Murcia, das Gourmet-Herz Spaniens

Reisfelder, Mandelbäume so weit das Auge reicht, Weinberge... Im Südwesten des Landes, zwischen Meer und Bergen, liegt diese noch wenig bekannte Region Spaniens. In kleinen Städten mit einem reichen historischen Erbe bieten Restaurants und Bars eine Vielfalt  schmackhafter und Gourmet-Spezialitäten.

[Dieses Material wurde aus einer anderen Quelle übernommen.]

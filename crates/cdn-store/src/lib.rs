// SPDX-License-Identifier: MIT OR Apache-2.0
//! Persistence abstractions for build artifacts ([`FsStore`]) and
//! per-fingerprint metadata ([`MetaStore`]).
//!
//! Built as async-trait-over-`tokio::fs` because the rest of the pipeline
//! (installer, registry, bundler) is already async and a synchronous disk
//! write would block a worker. Two disk-backed implementations are provided
//! plus an in-memory double of each for
//! tests that should not touch the filesystem.
#![deny(unsafe_code)]
#![warn(missing_docs)]

use async_trait::async_trait;
use cdn_core::ModuleMeta;
use cdn_error::{CdnError, ErrorKind};
use std::collections::BTreeMap;
use std::path::{Path, PathBuf};
use std::sync::Arc;
use tokio::sync::Mutex;
use tracing::debug;

/// Content-addressed blob storage for finished build artifacts (`FS` in
/// spec terms).
#[async_trait]
pub trait FsStore: Send + Sync {
    /// `true` if a blob is already stored at `path`.
    async fn exists(&self, path: &str) -> Result<bool, CdnError>;

    /// Read the full contents of the blob at `path`.
    async fn read_file(&self, path: &str) -> Result<Vec<u8>, CdnError>;

    /// Write `data` to `path`, creating any intermediate directories.
    /// Overwrites if the path already exists.
    async fn write_file(&self, path: &str, data: &[u8]) -> Result<(), CdnError>;
}

/// Per-fingerprint metadata keyed by the build ID (`DB` in spec terms).
#[async_trait]
pub trait MetaStore: Send + Sync {
    /// Fetch the metadata stored for `build_id`.
    ///
    /// # Errors
    ///
    /// Returns `PackageNotFound` if no entry exists — callers branch on
    /// this to decide whether a build is needed.
    async fn get(&self, build_id: &str) -> Result<ModuleMeta, CdnError>;

    /// Store `meta` under `build_id`, overwriting any prior entry.
    /// Metadata in this system is logically append-only per fingerprint
    /// (the same fingerprint always produces the same artifact), so this
    /// is idempotent in practice even though the trait allows overwrite.
    async fn put(&self, build_id: &str, meta: &ModuleMeta) -> Result<(), CdnError>;
}

// ---------------------------------------------------------------------------
// Local-disk implementations
// ---------------------------------------------------------------------------

/// [`FsStore`] rooted at a local directory.
pub struct LocalFsStore {
    root: PathBuf,
}

impl LocalFsStore {
    /// Construct a store rooted at `root`, which need not exist yet.
    #[must_use]
    pub fn new(root: impl Into<PathBuf>) -> Self {
        Self { root: root.into() }
    }

    fn resolve(&self, path: &str) -> PathBuf {
        self.root.join(path.trim_start_matches('/'))
    }
}

#[async_trait]
impl FsStore for LocalFsStore {
    async fn exists(&self, path: &str) -> Result<bool, CdnError> {
        Ok(tokio::fs::try_exists(self.resolve(path)).await.unwrap_or(false))
    }

    async fn read_file(&self, path: &str) -> Result<Vec<u8>, CdnError> {
        let full = self.resolve(path);
        tokio::fs::read(&full)
            .await
            .map_err(|e| CdnError::new(ErrorKind::Fatal, "store", format!("failed to read {path}: {e}")).with_context("path", path))
    }

    async fn write_file(&self, path: &str, data: &[u8]) -> Result<(), CdnError> {
        let full = self.resolve(path);
        if let Some(parent) = full.parent() {
            tokio::fs::create_dir_all(parent)
                .await
                .map_err(|e| CdnError::new(ErrorKind::Fatal, "store", format!("failed to create directory for {path}: {e}")))?;
        }
        tokio::fs::write(&full, data)
            .await
            .map_err(|e| CdnError::new(ErrorKind::Fatal, "store", format!("failed to write {path}: {e}")).with_context("path", path))?;
        debug!(target: "cdn.store", path, bytes = data.len(), "wrote artifact");
        Ok(())
    }
}

/// [`MetaStore`] backed by one JSON file per build ID under a local
/// directory.
pub struct LocalMetaStore {
    root: PathBuf,
}

impl LocalMetaStore {
    /// Construct a store rooted at `root`, which need not exist yet.
    #[must_use]
    pub fn new(root: impl Into<PathBuf>) -> Self {
        Self { root: root.into() }
    }

    fn path_for(&self, build_id: &str) -> PathBuf {
        self.root.join(format!("{build_id}.json"))
    }
}

#[async_trait]
impl MetaStore for LocalMetaStore {
    async fn get(&self, build_id: &str) -> Result<ModuleMeta, CdnError> {
        let path = self.path_for(build_id);
        let bytes = tokio::fs::read(&path).await.map_err(|_| {
            CdnError::new(ErrorKind::PackageNotFound, "store", format!("no metadata recorded for {build_id}")).with_context("build_id", build_id)
        })?;
        serde_json::from_slice(&bytes).map_err(|e| CdnError::new(ErrorKind::Fatal, "store", format!("corrupt metadata for {build_id}: {e}")))
    }

    async fn put(&self, build_id: &str, meta: &ModuleMeta) -> Result<(), CdnError> {
        let path = self.path_for(build_id);
        if let Some(parent) = path.parent() {
            tokio::fs::create_dir_all(parent).await.map_err(|e| CdnError::new(ErrorKind::Fatal, "store", format!("failed to create metadata directory: {e}")))?;
        }
        let bytes = serde_json::to_vec(meta).map_err(|e| CdnError::new(ErrorKind::Fatal, "store", format!("failed to serialize metadata: {e}")))?;
        tokio::fs::write(&path, bytes).await.map_err(|e| CdnError::new(ErrorKind::Fatal, "store", format!("failed to write metadata for {build_id}: {e}")))?;
        debug!(target: "cdn.store", build_id, "stored build metadata");
        Ok(())
    }
}

// ---------------------------------------------------------------------------
// In-memory test doubles
// ---------------------------------------------------------------------------

/// In-memory [`FsStore`] for tests.
#[derive(Default)]
pub struct MemoryFsStore {
    files: Arc<Mutex<BTreeMap<String, Vec<u8>>>>,
}

impl MemoryFsStore {
    /// An empty store.
    #[must_use]
    pub fn new() -> Self {
        Self::default()
    }
}

#[async_trait]
impl FsStore for MemoryFsStore {
    async fn exists(&self, path: &str) -> Result<bool, CdnError> {
        Ok(self.files.lock().await.contains_key(path))
    }

    async fn read_file(&self, path: &str) -> Result<Vec<u8>, CdnError> {
        self.files
            .lock()
            .await
            .get(path)
            .cloned()
            .ok_or_else(|| CdnError::new(ErrorKind::Fatal, "store", format!("no such artifact: {path}")))
    }

    async fn write_file(&self, path: &str, data: &[u8]) -> Result<(), CdnError> {
        self.files.lock().await.insert(path.to_string(), data.to_vec());
        Ok(())
    }
}

/// In-memory [`MetaStore`] for tests.
#[derive(Default)]
pub struct MemoryMetaStore {
    entries: Arc<Mutex<BTreeMap<String, ModuleMeta>>>,
}

impl MemoryMetaStore {
    /// An empty store.
    #[must_use]
    pub fn new() -> Self {
        Self::default()
    }
}

#[async_trait]
impl MetaStore for MemoryMetaStore {
    async fn get(&self, build_id: &str) -> Result<ModuleMeta, CdnError> {
        self.entries
            .lock()
            .await
            .get(build_id)
            .cloned()
            .ok_or_else(|| CdnError::new(ErrorKind::PackageNotFound, "store", format!("no metadata recorded for {build_id}")))
    }

    async fn put(&self, build_id: &str, meta: &ModuleMeta) -> Result<(), CdnError> {
        self.entries.lock().await.insert(build_id.to_string(), meta.clone());
        Ok(())
    }
}

/// Convenience: does `path` already exist in `store`? Mirrors the
/// orchestrator's "skip the whole pipeline if already built" fast path.
pub async fn already_built(fs: &dyn FsStore, meta: &dyn MetaStore, build_id: &str, artifact_path: &str) -> Result<bool, CdnError> {
    if !fs.exists(artifact_path).await? {
        return Ok(false);
    }
    match meta.get(build_id).await {
        Ok(_) => Ok(true),
        Err(e) if e.kind == ErrorKind::PackageNotFound => Ok(false),
        Err(e) => Err(e),
    }
}

#[cfg(test)]
mod tests {
    use super::*;
    use tempfile::TempDir;

    #[tokio::test]
    async fn local_fs_store_round_trips() {
        let dir = TempDir::new().unwrap();
        let store = LocalFsStore::new(dir.path());
        assert!(!store.exists("pkg@1.0.0/es2022/pkg.mjs").await.unwrap());
        store.write_file("pkg@1.0.0/es2022/pkg.mjs", b"export {};").await.unwrap();
        assert!(store.exists("pkg@1.0.0/es2022/pkg.mjs").await.unwrap());
        assert_eq!(store.read_file("pkg@1.0.0/es2022/pkg.mjs").await.unwrap(), b"export {};");
    }

    #[tokio::test]
    async fn local_fs_store_read_of_missing_path_is_fatal_not_panic() {
        let dir = TempDir::new().unwrap();
        let store = LocalFsStore::new(dir.path());
        let err = store.read_file("nope.js").await.unwrap_err();
        assert!(!err.is_retryable());
    }

    #[tokio::test]
    async fn local_meta_store_get_of_unknown_id_is_package_not_found() {
        let dir = TempDir::new().unwrap();
        let store = LocalMetaStore::new(dir.path());
        let err = store.get("abc123").await.unwrap_err();
        assert_eq!(err.kind, ErrorKind::PackageNotFound);
    }

    #[tokio::test]
    async fn local_meta_store_round_trips() {
        let dir = TempDir::new().unwrap();
        let store = LocalMetaStore::new(dir.path());
        let meta = ModuleMeta { exports: vec!["a".to_string()], export_default: true, cjs: false, types_only: false, package_css: false, dts: String::new() };
        store.put("abc123", &meta).await.unwrap();
        let round_tripped = store.get("abc123").await.unwrap();
        assert_eq!(round_tripped, meta);
    }

    #[tokio::test]
    async fn memory_stores_round_trip_without_touching_disk() {
        let fs = MemoryFsStore::new();
        let meta_store = MemoryMetaStore::new();
        fs.write_file("a.js", b"1").await.unwrap();
        assert!(fs.exists("a.js").await.unwrap());
        let meta = ModuleMeta::default();
        meta_store.put("abc", &meta).await.unwrap();
        assert_eq!(meta_store.get("abc").await.unwrap(), meta);
    }

    #[tokio::test]
    async fn already_built_is_false_when_artifact_missing() {
        let fs = MemoryFsStore::new();
        let meta_store = MemoryMetaStore::new();
        assert!(!already_built(&fs, &meta_store, "abc", "a.js").await.unwrap());
    }

    #[tokio::test]
    async fn already_built_is_false_when_artifact_present_but_meta_missing() {
        let fs = MemoryFsStore::new();
        let meta_store = MemoryMetaStore::new();
        fs.write_file("a.js", b"1").await.unwrap();
        assert!(!already_built(&fs, &meta_store, "abc", "a.js").await.unwrap());
    }

    #[tokio::test]
    async fn already_built_is_true_when_both_present() {
        let fs = MemoryFsStore::new();
        let meta_store = MemoryMetaStore::new();
        fs.write_file("a.js", b"1").await.unwrap();
        meta_store.put("abc", &ModuleMeta::default()).await.unwrap();
        assert!(already_built(&fs, &meta_store, "abc", "a.js").await.unwrap());
    }
}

Neueste Ausgabe : 31 Dezember 2022

Abseits der üblichen Touristenrouten, braucht man für die Provinz Murcia einen Mietwagen. Nicht weit vom Flughafen Alicante an der Costa Calida, liegt Murcia, die Hauptstadt der gleichnamigen Region. Einen Vorgeschmack unserer Gourmetreise genießen wir im Restaurant Polea. Alberto Pardo und seine Lebensgefährtin Pepa Villa  zelebrieren gute Küche nach dem Motto „Eat local, think global“. Hier gibt es keine der teils fragwürdigen Bio-Produkte, die in manchen Supermärkten in Deutschland angeboten werden. Um seine schmackhaften Gerichte zuzubereiten, bezieht Alberto seine Zutaten direkt von kleinen lokalen und regionalen Produzenten, die mit Respekt für die Natur arbeiten.

 

Die Stadt Murcia, die auf eine lange Gemüseanbautradition zurückblickt, trägt den Beinamen „Obstgarten Europas“. Ein von den Muslimen errichtetes hydraulisches Netzwerk ermöglichte es der Stadt und der gesamten Region, das Wasser des Segura-Flusses für die Landwirtschaft zu nutzen. Ein Fluss, der allerdings nicht nur Vorteile gebracht hat: 1651 forderte eine tödliche Flut tausend Opfer. Eine kleine Anspielung auf dieses Drama: Marcel Proust zitiert dieses Ereignis in seinem Roman "Un amour de Swann"...

Um das reiche architektonische und historische Erbe der Stadt zu erforschen, sollte man sich ein paar Tage Zeit nehmen. Vor allem im Frühling während der großen Volksfeste wie dem Bando de la Huerta, der Beerdigung der Sardine und anderen Festen rund um die Wallfahrt zu Ehren der Jungfrau von Fuensanta, der Schutzpatronin der Stadt.

 

Das Herz von Murcia schlägt in der Altstadt, Restaurants und Bars beleben die von Palästen, Kirchen und Museen umgebenen Plätze.

 

Im Café Lab sollte man unbedingt den Asiatico probieren, zubereitet aus Kaffee, Kondensmilch, Likör 43, Brandy, Zitronenschale und etwas Zimt. Dieses typische Getränk aus Cartagena, das den Bauern, Fischern und Seefahrern Stärke für die Arbeit gab, stammt aus dem frühen 20. Jahrhundert., als Seefahrer aus Asien Kaffee mit Brandy und Kondensmilch bestellten. auch uns Touristen hat der Asiatico neue Energie verliehen!

 

Der perfekte Ort um die Weine der Region zu probieren, ist La Diligente, Tienda de Vinos. Andrés und Irene bieten dort Wein- und Käseverkostungen an.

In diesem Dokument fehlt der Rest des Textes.